Black Flag was initially printed using a duplicating machine made by Gestetner before moving to a small printing press in Haverstock, London. Over the years the paper has used many printers, with the last issue before its 2021 relaunch being printed in Scotland. Both Meltzer and Christie had full-time jobs while publishing the paper but, in 1972, Christie moved to Scotland, where he and his wife formed the Cienfuegos Press Anarchist Review in Sanday, Orkney. Meltzer continued to edit the Black Flag with the involvement of a collective of helpers, including Iain McKay and members of the Anarchist Federation. Another frequent contributor was the cartoonist, Phil Ruff.There have been numerous editors over its lifetime.
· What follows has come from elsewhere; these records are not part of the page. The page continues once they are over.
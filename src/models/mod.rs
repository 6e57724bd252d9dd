//! Core data models for Pocket Ledger
//!
//! This module contains the data structures that represent the ledger
//! domain: money amounts, categories, the category catalog and transactions.

pub mod category;
pub mod ids;
pub mod money;
pub mod transaction;

pub use category::{Catalog, Category, CategoryKind, CategoryValidationError};
pub use ids::TransactionId;
pub use money::{Money, MoneyParseError};
pub use transaction::{LedgerEntry, Transaction};
//! Transaction service
//!
//! Turns raw user input into transactions and applies adds and deletes to
//! the ledger, recording each one in the audit log. All input validation
//! happens here; the ledger store itself accepts whatever it is given.

use chrono::NaiveDate;

use crate::error::{LedgerError, LedgerResult};
use crate::models::{Catalog, Money, Transaction, TransactionId};
use crate::storage::Storage;

/// Date format accepted for new transactions
pub const DATE_FORMAT: &str = "%Y-%m-%d";

/// Raw, unvalidated input for a new transaction
#[derive(Debug, Clone, Default, PartialEq, Eq)]
pub struct TransactionInput {
    pub amount: String,
    pub category: String,
    pub date: String,
    pub description: String,
}

impl TransactionInput {
    pub fn new(
        amount: impl Into<String>,
        category: impl Into<String>,
        date: impl Into<String>,
    ) -> Self {
        Self {
            amount: amount.into(),
            category: category.into(),
            date: date.into(),
            description: String::new(),
        }
    }

    pub fn with_description(mut self, description: impl Into<String>) -> Self {
        self.description = description.into();
        self
    }
}

/// Validate `input` against `catalog` and build the transaction
///
/// Checks run in a fixed order so the first problem found is the one
/// reported: required fields, amount format, amount sign, date, category.
pub fn build_transaction(catalog: &Catalog, input: &TransactionInput) -> LedgerResult<Transaction> {
    let amount_str = input.amount.trim();
    let category_name = input.category.trim();
    let date_str = input.date.trim();

    if amount_str.is_empty() || category_name.is_empty() || date_str.is_empty() {
        return Err(LedgerError::Validation(
            "Fill in the required fields: amount, category, date".into(),
        ));
    }

    let amount = Money::parse(amount_str).map_err(|_| {
        LedgerError::Validation(format!(
            "Invalid amount '{}'. Enter a number such as 1200.50",
            amount_str
        ))
    })?;

    if !amount.is_positive() {
        return Err(LedgerError::Validation(
            "Amount must be greater than 0".into(),
        ));
    }

    if NaiveDate::parse_from_str(date_str, DATE_FORMAT).is_err() {
        return Err(LedgerError::Validation(format!(
            "Invalid date '{}'. Use YYYY-MM-DD (e.g. 2025-12-26)",
            date_str
        )));
    }

    let category = catalog
        .by_name(category_name)
        .cloned()
        .ok_or_else(|| {
            LedgerError::Validation(format!(
                "Choose a valid category ('{}' is not in the catalog)",
                category_name
            ))
        })?;

    Ok(Transaction::new(amount, category, date_str).with_description(input.description.trim()))
}

/// Service for adding and deleting transactions
pub struct TransactionService<'a> {
    storage: &'a mut Storage,
}

impl<'a> TransactionService<'a> {
    pub fn new(storage: &'a mut Storage) -> Self {
        Self { storage }
    }

    /// Validate input, append the transaction and audit it
    pub fn create(&mut self, input: &TransactionInput) -> LedgerResult<(TransactionId, Transaction)> {
        let txn = build_transaction(self.storage.ledger.catalog(), input)?;

        let id = self.storage.ledger.add_transaction(txn.clone())?;
        self.storage.log_create(id, &txn);

        Ok((id, txn))
    }

    /// Delete by position; `Ok(None)` when the index is out of range
    pub fn delete_at(&mut self, index: usize) -> LedgerResult<Option<Transaction>> {
        let id = match self.storage.ledger.get(index) {
            Some(entry) => entry.id,
            None => return Ok(None),
        };

        let removed = self.storage.ledger.delete_transaction(index)?;
        if let Some(txn) = &removed {
            self.storage.log_delete(id, txn);
        }
        Ok(removed)
    }

    /// Delete by id
    pub fn delete(&mut self, id: TransactionId) -> LedgerResult<Transaction> {
        let txn = self
            .storage
            .ledger
            .delete_by_id(id)?
            .ok_or_else(|| LedgerError::transaction_not_found(id.to_string()))?;

        self.storage.log_delete(id, &txn);
        Ok(txn)
    }
}

#[cfg(test)]
mod tests {
    use super::*;
    use crate::audit::{AuditLogger, Operation};
    use crate::models::CategoryKind;
    use crate::storage::LedgerStore;
    use tempfile::TempDir;

    fn create_test_storage() -> (TempDir, Storage) {
        let temp_dir = TempDir::new().unwrap();
        let ledger = LedgerStore::open(temp_dir.path().join("transactions.csv"), Catalog::default());
        let audit = AuditLogger::new(temp_dir.path().join("audit.log"));
        let storage = Storage::with_ledger(ledger, Some(audit));
        (temp_dir, storage)
    }

    fn validation_message(input: &TransactionInput) -> String {
        match build_transaction(&Catalog::default(), input) {
            Err(LedgerError::Validation(msg)) => msg,
            other => panic!("expected validation error, got {:?}", other),
        }
    }

    #[test]
    fn test_build_valid_transaction() {
        let input = TransactionInput::new(" 1200,50 ", "Salary", "2025-12-26")
            .with_description("  December  ");
        let txn = build_transaction(&Catalog::default(), &input).unwrap();

        assert_eq!(txn.amount, Money::from_cents(120050));
        assert_eq!(txn.category.kind, CategoryKind::Income);
        assert_eq!(txn.date, "2025-12-26");
        assert_eq!(txn.description, "December");
    }

    #[test]
    fn test_required_fields() {
        assert!(validation_message(&TransactionInput::new("", "Salary", "2025-01-01"))
            .contains("required"));
        assert!(validation_message(&TransactionInput::new("10", " ", "2025-01-01"))
            .contains("required"));
        assert!(validation_message(&TransactionInput::new("10", "Salary", ""))
            .contains("required"));
    }

    #[test]
    fn test_amount_rules() {
        assert!(validation_message(&TransactionInput::new("ten", "Salary", "2025-01-01"))
            .contains("Invalid amount"));
        assert!(validation_message(&TransactionInput::new("0", "Salary", "2025-01-01"))
            .contains("greater than 0"));
        assert!(validation_message(&TransactionInput::new("-5", "Salary", "2025-01-01"))
            .contains("greater than 0"));
    }

    #[test]
    fn test_date_rules() {
        assert!(validation_message(&TransactionInput::new("5", "Salary", "26.12.2025"))
            .contains("Invalid date"));
        assert!(validation_message(&TransactionInput::new("5", "Salary", "2025-02-30"))
            .contains("Invalid date"));
    }

    #[test]
    fn test_unknown_category() {
        let input = TransactionInput::new("5", "Rent", "2025-01-01");
        let err = build_transaction(&Catalog::default(), &input).unwrap_err();
        assert!(err.is_validation());
        assert!(err.to_string().contains("'Rent' is not in the catalog"));
    }

    #[test]
    fn test_create_transaction() {
        let (_temp_dir, mut storage) = create_test_storage();

        let input = TransactionInput::new("40", "Groceries", "2025-01-02");
        let (id, txn) = TransactionService::new(&mut storage).create(&input).unwrap();

        assert_eq!(storage.ledger.len(), 1);
        assert_eq!(storage.ledger.get(0).unwrap().id, id);
        assert_eq!(txn.amount, Money::from_cents(4000));

        let entries = storage.audit().unwrap().read_all().unwrap();
        assert_eq!(entries.len(), 1);
        assert_eq!(entries[0].operation, Operation::Create);
        assert_eq!(entries[0].entity_id, id.to_string());
    }

    #[test]
    fn test_create_invalid_leaves_ledger_untouched() {
        let (_temp_dir, mut storage) = create_test_storage();

        let input = TransactionInput::new("abc", "Groceries", "2025-01-02");
        assert!(TransactionService::new(&mut storage).create(&input).is_err());

        assert!(storage.ledger.is_empty());
        assert!(storage.audit().unwrap().read_all().unwrap().is_empty());
    }

    #[test]
    fn test_delete_at() {
        let (_temp_dir, mut storage) = create_test_storage();
        let mut service = TransactionService::new(&mut storage);

        service.create(&TransactionInput::new("1", "Salary", "2025-01-01")).unwrap();
        service.create(&TransactionInput::new("2", "Salary", "2025-01-02")).unwrap();

        let removed = service.delete_at(0).unwrap().unwrap();
        assert_eq!(removed.amount, Money::from_cents(100));
        assert_eq!(service.delete_at(5).unwrap(), None);

        assert_eq!(storage.ledger.len(), 1);
        let entries = storage.audit().unwrap().read_all().unwrap();
        assert_eq!(entries.len(), 3);
        assert_eq!(entries[2].operation, Operation::Delete);
    }

    #[test]
    fn test_delete_by_id() {
        let (_temp_dir, mut storage) = create_test_storage();
        let mut service = TransactionService::new(&mut storage);

        let (id, _) = service.create(&TransactionInput::new("1", "Salary", "2025-01-01")).unwrap();
        service.delete(id).unwrap();

        let err = service.delete(id).unwrap_err();
        assert!(err.is_not_found());
    }
}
It has generally offered a mixture of articles on current topics and libertarian history, with reprints and translations of notable articles on anarchism. It did not publish in 2006, attributed by McKay in part to the fact that there had been an improvement in the quality of Freedom, but was subsequently resurrected with a greater emphasis on longer articles, which Freedom did not carry.
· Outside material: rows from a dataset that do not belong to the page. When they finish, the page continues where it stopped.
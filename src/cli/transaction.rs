//! Transaction CLI commands
//!
//! Implements the add, list and delete commands.

use chrono::Local;
use clap::Subcommand;

use crate::display::transaction::{format_transaction_details, format_transaction_register};
use crate::error::{LedgerError, LedgerResult};
use crate::models::{CategoryKind, LedgerEntry};
use crate::services::{
    ReportService, TransactionFilter, TransactionInput, TransactionService, DATE_FORMAT,
};
use crate::storage::Storage;

/// Transaction subcommands
#[derive(Subcommand)]
pub enum TransactionCommands {
    /// Add a new transaction
    Add {
        /// Amount, always positive (e.g., "1200.50" or "12,50")
        #[arg(allow_negative_numbers = true)]
        amount: String,
        /// Category name, see `pocket categories`
        category: String,
        /// Transaction date (YYYY-MM-DD), defaults to today
        #[arg(short, long)]
        date: Option<String>,
        /// Description
        #[arg(short = 'm', long = "description")]
        description: Option<String>,
    },

    /// List transactions
    #[command(alias = "ls")]
    List {
        /// Show only the newest N transactions
        #[arg(short, long)]
        limit: Option<usize>,
        /// Filter by category name
        #[arg(short = 'C', long)]
        category: Option<String>,
        /// Filter by type (income or expense)
        #[arg(short = 't', long = "type")]
        kind: Option<String>,
    },

    /// Delete a transaction by its position in `pocket list`
    #[command(alias = "rm")]
    Delete {
        /// 0-based position
        #[arg(allow_negative_numbers = true)]
        index: i64,
    },
}

/// Handle a transaction command
pub fn handle_transaction_command(
    storage: &mut Storage,
    cmd: TransactionCommands,
) -> LedgerResult<()> {
    match cmd {
        TransactionCommands::Add {
            amount,
            category,
            date,
            description,
        } => {
            let date = date.unwrap_or_else(|| Local::now().format(DATE_FORMAT).to_string());
            let input = TransactionInput::new(amount, category, date)
                .with_description(description.unwrap_or_default());

            let (id, transaction) = TransactionService::new(storage).create(&input)?;

            println!("Added transaction:");
            print!(
                "{}",
                format_transaction_details(&LedgerEntry { id, transaction })
            );
        }

        TransactionCommands::List {
            limit,
            category,
            kind,
        } => {
            let mut filter = TransactionFilter::new();

            if let Some(name) = category {
                if storage.ledger.category_by_name(&name).is_none() {
                    return Err(LedgerError::category_not_found(name));
                }
                filter = filter.category(name);
            }

            if let Some(kind) = kind {
                filter = filter.kind(parse_kind(&kind)?);
            }

            if let Some(limit) = limit {
                filter = filter.limit(limit);
            }

            let rows = ReportService::new(storage).register(&filter);
            print!("{}", format_transaction_register(&rows));

            if !rows.is_empty() {
                println!(
                    "\nShowing {} of {} transactions",
                    rows.len(),
                    storage.ledger.len()
                );
            }
        }

        TransactionCommands::Delete { index } => {
            let removed = match usize::try_from(index) {
                Ok(index) => TransactionService::new(storage).delete_at(index)?,
                Err(_) => None,
            };

            match removed {
                Some(txn) => {
                    println!("Deleted transaction at position {}:", index);
                    println!("  {}", txn);
                }
                None => {
                    println!(
                        "No transaction at position {} ({} in ledger). Nothing deleted.",
                        index,
                        storage.ledger.len()
                    );
                }
            }
        }
    }

    Ok(())
}

fn parse_kind(s: &str) -> LedgerResult<CategoryKind> {
    match s.trim().to_lowercase().as_str() {
        "income" | "in" => Ok(CategoryKind::Income),
        "expense" | "out" => Ok(CategoryKind::Expense),
        _ => Err(LedgerError::Validation(format!(
            "Invalid type: '{}'. Use income or expense",
            s
        ))),
    }
}

#[cfg(test)]
mod tests {
    use super::*;

    #[test]
    fn test_parse_kind() {
        assert_eq!(parse_kind("Income").unwrap(), CategoryKind::Income);
        assert_eq!(parse_kind(" expense ").unwrap(), CategoryKind::Expense);
        assert!(parse_kind("transfer").unwrap_err().is_validation());
    }
}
Until 1985, the paper was published more or less monthly in volumes. In that year, it was decided to just give each issue a number. After the hiatus in 2006, it was relaunched in 2007 by a collective that described themselves as anarchist communists. After several years of absence after 2016, it was again relaunched in 2021, this time as the Black Flag: Anarchist Review, with no number, reintroducing the use of volumes for each year. The relaunch issue largely covered historical topics, most notably in celebration of the centenary of the death of the Russian anarchist, Peter Kropotkin. Between 2021 and 2026 articles continued to discuss historical topics, although one examined the lessons applicable from past wars to the 2022 Russian invasion of Ukraine.

==Issues==
The following summarizes the issues of Black Flag. Until its relaunch in 2021, 237 numbered issues had been published:

===Volumes===
- Volume 1: 1968–1970. Published as the Bulletin of the Anarchist Black Cross.
- Volume 2: 1971 – January 1973. Published as Black Flag – Bulletin of the Anarchist Black Cross
- Volume 3: March 1973 – April 1975. Published as Black Flag – Organ of the Anarchist Black Cross
- Volume 4: May 1975–1977. Published as Black Flag
- Volume 5: July 1977 – January 1980
- Volume 6: March 1980 – June 1982
- Volume 7: 1983–1985 Initially monthly and then fortnightly newsletter published as Black Flag: Anarchist Fortnightly. In addition, a quarterly magazine was issued, known as the Black Flag: Journal of Anarchist Ideas, News and Comments.

===Numbered issues===
- 1985 onwards. No "Volumes". Black Flag: For Anarchist Resistance, starting with Issue No. 128
- Issue 201: November 1990
- Issue 202: November 1991
- Issue 203: Autumn 1993. Relaunched as quarterly magazine with a two-colour cover
- Issue 218: 1999. Full colour cover. Annual or biannual from then on
- Issue 226: 2007. A new collective took over the paper and relaunched it again simply as Black Flag
- 2021–: Relaunched again, this time as the Black Flag Anarchist Review, starting as Volume 1 No. 1. Three issues per year.

==Archives==
There are several online sources of back numbers of the Black Flag, including Libcom.org and the Sparrows' Nest Library and Archive.